Advisers Must Avoid ‘Due-Diligence Lite’ on Asset Managers
By Daisy Maxie
September 10, 2014 Wall Street Journal
The regulatory troubles of F-Squared Investments are a reminder to brokers and investment advisers of the need to do more than simply review the numbers a mutual fund company or other asset manager offers to demonstrate financial health and prowess.
Analyzing how the company arrived at the numbers is critical, specialists in vetting asset managers say. F-Squared, which builds portfolios of exchange-traded funds, recently acknowledged a deepening investigation by the Securities and Exchange Commission into how it marketed some funds’ past performance.
While brokerages and investment-advisory firms are doing more due diligence than they used to on alternative investments before they agree to put client money into them, too often they’re not showing the same care in analyzing conventional products, says Jonathan Henschen, president of industry recruiting firm Henschen & Associates.
Many small- and mid-sized brokerage firms handle due diligence on money managers internally. Some use computer databases to check on an asset-management firm’s registration and background, including information on its principals, court records and any tax liens. Typically they will want to see that the firm has sufficient scale and a history of at least 10 years or so, Mr. Henschen says.
He calls this approach “due-diligence lite.”
“They’ve got to meet their due diligence with the regulators, but they’re not digging into their accounting at all,” Mr. Henschen says.
Many of the broker-dealers “tend to be like sheep,” he says. “If other big firms are using it, well, it must be okay.”
Some brokerages dig deeper, or employ third-part specialists to help. In terms of ensuring that a performance record is accurate, most check to see if it is “GIPS compliant”–that is, it conforms to the Global Investment Performance Standards, a set of standards for calculating and presenting investment performance approved by the CFA Institute.
A number of firms, including the Spaulding Group, Ashland Partners & Co. and PricewaterhouseCoopers, conduct such verifications. Richard Kemmling, president of Ashland Partners in Jacksonville, Ore., says his firm will ask for a performance record from an adviser, then request source documents–which in many cases are bank statements from the adviser–to back that record up. Ashland Partners randomly confirms the documents with the banks, he says.
If an adviser can’t provide back-up documents, he says, Ashland Partners will not go forward with a verification. “That’s certainly not the rule, but it has happened to us before,” Mr. Kemmling says.
If a firm’s numbers are not GIPS-compliant, its performance record still can be verified with the proper documents, he says.
Mistakes in the numbers are common, Mr. Kemmling says. And verification isn’t fool-proof.

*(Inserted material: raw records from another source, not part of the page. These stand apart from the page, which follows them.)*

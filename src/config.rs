// =============================================================================
// CONFIGURATION - Fixed core constants and the launcher's config.toml
// =============================================================================
//
// The Vulkan core is not runtime-configurable: surface format, present mode,
// image count and shader locations are constants below. Only the launcher
// reads config.toml, with defaults for anything missing.

use anyhow::{Context, Result};
use ash::vk;
use serde::Deserialize;
use std::path::Path;
use std::time::Duration;

/// Window size, also the swapchain extent when the surface leaves it undefined
pub const DEFAULT_EXTENT: vk::Extent2D = vk::Extent2D {
    width: 600,
    height: 600,
};

/// Double buffering
pub const SWAPCHAIN_IMAGE_COUNT: u32 = 2;

pub const PREFERRED_SURFACE_FORMAT: vk::SurfaceFormatKHR = vk::SurfaceFormatKHR {
    format: vk::Format::B8G8R8A8_UNORM,
    color_space: vk::ColorSpaceKHR::SRGB_NONLINEAR,
};

/// Vsync-locked
pub const PREFERRED_PRESENT_MODE: vk::PresentModeKHR = vk::PresentModeKHR::FIFO;

/// Opaque black
pub const CLEAR_COLOR: [f32; 4] = [0.0, 0.0, 0.0, 1.0];

pub const VERTEX_SHADER_PATH: &str = "shaders/triangle.vert.spv";
pub const FRAGMENT_SHADER_PATH: &str = "shaders/triangle.frag.spv";

/// Root configuration structure
#[derive(Debug, Deserialize, Default)]
#[serde(default)]
pub struct Config {
    pub window: WindowConfig,
    pub animation: AnimationConfig,
    pub debug: DebugConfig,
}

/// Window settings
#[derive(Debug, Deserialize)]
#[serde(default)]
pub struct WindowConfig {
    pub title: String,
}

impl Default for WindowConfig {
    fn default() -> Self {
        Self {
            title: "Spinning Triangle".to_string(),
        }
    }
}

/// Animation settings
#[derive(Debug, Deserialize)]
#[serde(default)]
pub struct AnimationConfig {
    /// Seconds per full rotation
    pub period_secs: f32,
}

impl Default for AnimationConfig {
    fn default() -> Self {
        Self { period_secs: 3.0 }
    }
}

/// Debug settings
#[derive(Debug, Deserialize)]
#[serde(default)]
pub struct DebugConfig {
    pub validation_layers: bool,
    /// env_logger filter; RUST_LOG is used when absent
    pub log_filter: Option<String>,
}

impl Default for DebugConfig {
    fn default() -> Self {
        Self {
            validation_layers: true,
            log_filter: None,
        }
    }
}

impl Config {
    /// Load configuration from a specific path; a missing file yields defaults
    pub fn load_from_path<P: AsRef<Path>>(path: P) -> Result<Self> {
        let path = path.as_ref();

        if !path.exists() {
            log::info!("Config file not found at {:?}, using defaults", path);
            return Ok(Config::default());
        }

        let content = std::fs::read_to_string(path)
            .with_context(|| format!("Failed to read config file: {:?}", path))?;

        let config: Config = toml::from_str(&content)
            .with_context(|| format!("Failed to parse config file: {:?}", path))?;

        log::info!("Loaded configuration from {:?}", path);
        log::debug!("Config: {:?}", config);

        Ok(config)
    }

    /// Rotation period; non-finite or negative values fall back to the default
    pub fn rotation_period(&self) -> Duration {
        Duration::try_from_secs_f32(self.animation.period_secs).unwrap_or_else(|_| {
            log::warn!(
                "Invalid animation period {}, using {}s",
                self.animation.period_secs,
                AnimationConfig::default().period_secs
            );
            Duration::from_secs_f32(AnimationConfig::default().period_secs)
        })
    }
}

#[cfg(test)]
mod tests {
    use super::*;
    use std::io::Write;

    #[test]
    fn empty_file_yields_defaults() {
        let config: Config = toml::from_str("").unwrap();
        assert_eq!(config.window.title, "Spinning Triangle");
        assert_eq!(config.animation.period_secs, 3.0);
        assert!(config.debug.validation_layers);
        assert!(config.debug.log_filter.is_none());
    }

    #[test]
    fn partial_tables_keep_remaining_defaults() {
        let config: Config = toml::from_str(
            r#"
            [animation]
            period_secs = 1.5

            [debug]
            log_filter = "spinning_triangle=trace"
            "#,
        )
        .unwrap();

        assert_eq!(config.animation.period_secs, 1.5);
        assert_eq!(config.debug.log_filter.as_deref(), Some("spinning_triangle=trace"));
        assert!(config.debug.validation_layers);
        assert_eq!(config.window.title, "Spinning Triangle");
    }

    #[test]
    fn missing_file_is_not_an_error() {
        let dir = tempfile::tempdir().unwrap();
        let config = Config::load_from_path(dir.path().join("config.toml")).unwrap();
        assert_eq!(config.animation.period_secs, 3.0);
    }

    #[test]
    fn malformed_file_is_reported() {
        let mut file = tempfile::NamedTempFile::new().unwrap();
        writeln!(file, "[window\ntitle = 3").unwrap();
        assert!(Config::load_from_path(file.path()).is_err());
    }

    #[test]
    fn negative_period_falls_back_to_default() {
        let mut config = Config::default();
        config.animation.period_secs = -2.0;
        assert_eq!(config.rotation_period(), Duration::from_secs(3));

        config.animation.period_secs = 0.5;
        assert_eq!(config.rotation_period(), Duration::from_millis(500));
    }

    #[test]
    fn preferred_format_is_bgra_unorm_srgb() {
        assert_eq!(PREFERRED_SURFACE_FORMAT.format, vk::Format::B8G8R8A8_UNORM);
        assert_eq!(
            PREFERRED_SURFACE_FORMAT.color_space,
            vk::ColorSpaceKHR::SRGB_NONLINEAR
        );
    }
}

Sometimes certain marketing materials or advertising by an asset manager may fall outside the scope of the verification, he adds. “There’s always a bit of risk,” he says, even when third-party specialists have signed off on a company.
Capital Market Consultants was among verification firms that had signed off on F-Squared—until word of the SEC’s investigation of the firm came out last year. “We told our clients six months or so ago not to use F-Squared any more,” says Barry Mendelson, its chief executive. Several large brokerages have also distanced themselves from F-Squared; RBC Wealth Management and Raymond James Financial Inc., for example, have set limits on how much new business its advisers can conduct with F-Squared, The Wall Street Journal reported last week.
Based in Milwaukee, Capital Market Consultant vets investment managers for banks, multi-family offices, wealth managers and broker-dealers. Mr. Mendelson says the nature of F-Squared’s number troubles made them very difficult for any verification firm to spot. They involve advertised returns from April 2001 to September 2008, which were based on data that the SEC found weren’t derived from actual management of client assets, F-Squared has said.
“We didn’t understand that they were hypothetical,” says Mr. Mendelson. “If we aren’t given that information, and it’s not disclosed, it’s hard for us to go into their spreadsheets to figure out for ourselves what the performance is.”
F-Squared says it has improved its controls and corrected the marketing materials in question. The company has been “transparent and supportive” with its partners throughout the process, it said in a statement, and points to continuing strong sales as a sign of confidence in its funds.
When evaluating managed portfolios of ETFs, like those run by F-Squared, advisers need to ask the right questions to get a sound understanding of the interaction between all the cogs in a strategy’s machinery–its data inputs, investment model, trade execution and so on, says Ling-Wei Hew, an analyst at Morningstar Inc.
“The list of suitable questions is a lengthy one,” she says, “but a solid understanding of a strategy’s investment process and implementation should provide the necessary foundation to turn over all stones.”